[What to produce] What lines in the entries hold the string "return"? List them.

[Raw data]

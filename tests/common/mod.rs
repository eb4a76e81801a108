// Shared test helpers: a scripted metrics source for deterministic sampling

use std::collections::VecDeque;
use std::sync::Mutex;
use std::time::Duration;

use chrono::{TimeZone, Utc};
use systempulse::models::{CpuMetrics, DiskUsage, MemoryMetrics, TemperatureReading};
use systempulse::source::{ClockReading, MetricsSource, NetworkCounters};

/// Scripted source: network readings come from a queue (`None` entries fail
/// that call; the last `Some` repeats once the queue is drained). Other
/// groups return fixed values, with optional scripted failures.
pub struct FakeSource {
    network_script: Mutex<VecDeque<Option<NetworkCounters>>>,
    last_counters: Mutex<NetworkCounters>,
    pub cpu_percent: f64,
    pub fail_temperatures: bool,
}

impl FakeSource {
    pub fn new(network_script: Vec<Option<NetworkCounters>>) -> Self {
        Self {
            network_script: Mutex::new(network_script.into()),
            last_counters: Mutex::new(NetworkCounters::default()),
            cpu_percent: 12.5,
            fail_temperatures: false,
        }
    }

    pub fn with_counters(readings: Vec<(u64, u64)>) -> Self {
        Self::new(
            readings
                .into_iter()
                .map(|(bytes_sent, bytes_recv)| {
                    Some(NetworkCounters {
                        bytes_sent,
                        bytes_recv,
                    })
                })
                .collect(),
        )
    }
}

impl MetricsSource for FakeSource {
    async fn cpu_metrics(&self) -> anyhow::Result<CpuMetrics> {
        Ok(CpuMetrics {
            percent: self.cpu_percent,
            load_1: 0.5,
            load_5: 0.4,
            load_15: 0.3,
            freq_current: 2400.0,
            freq_min: 800.0,
            freq_max: 4200.0,
        })
    }

    async fn memory_metrics(&self) -> anyhow::Result<MemoryMetrics> {
        Ok(MemoryMetrics {
            total: 16_000_000_000,
            used: 4_000_000_000,
            available: 12_000_000_000,
            percent: 25.0,
            swap_total: 2_000_000_000,
            swap_used: 0,
            swap_free: 2_000_000_000,
            swap_percent: 0.0,
        })
    }

    async fn disk_usage(&self) -> anyhow::Result<Vec<DiskUsage>> {
        Ok(vec![DiskUsage {
            device: "/dev/sda1".into(),
            mountpoint: "/".into(),
            total: 500_000_000_000,
            used: 200_000_000_000,
            free: 300_000_000_000,
            percent: 40.0,
        }])
    }

    async fn network_counters(&self) -> anyhow::Result<NetworkCounters> {
        let next = self.network_script.lock().unwrap().pop_front();
        match next {
            Some(Some(counters)) => {
                *self.last_counters.lock().unwrap() = counters;
                Ok(counters)
            }
            Some(None) => Err(anyhow::anyhow!("scripted network failure")),
            None => Ok(*self.last_counters.lock().unwrap()),
        }
    }

    async fn temperatures(&self) -> anyhow::Result<Vec<TemperatureReading>> {
        if self.fail_temperatures {
            return Err(anyhow::anyhow!("scripted sensor failure"));
        }
        Ok(vec![TemperatureReading {
            name: "coretemp".into(),
            current: 48.0,
            high: Some(90.0),
            critical: Some(105.0),
        }])
    }

    async fn clock(&self) -> anyhow::Result<ClockReading> {
        Ok(ClockReading {
            boot_time: Utc.with_ymd_and_hms(2025, 6, 1, 8, 0, 0).unwrap(),
            uptime: Duration::from_secs(93_784),
        })
    }
}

[Exercise answer]
/// groups return fixed values, with optional scripted failures.
            return Err(anyhow::anyhow!("scripted sensor failure"));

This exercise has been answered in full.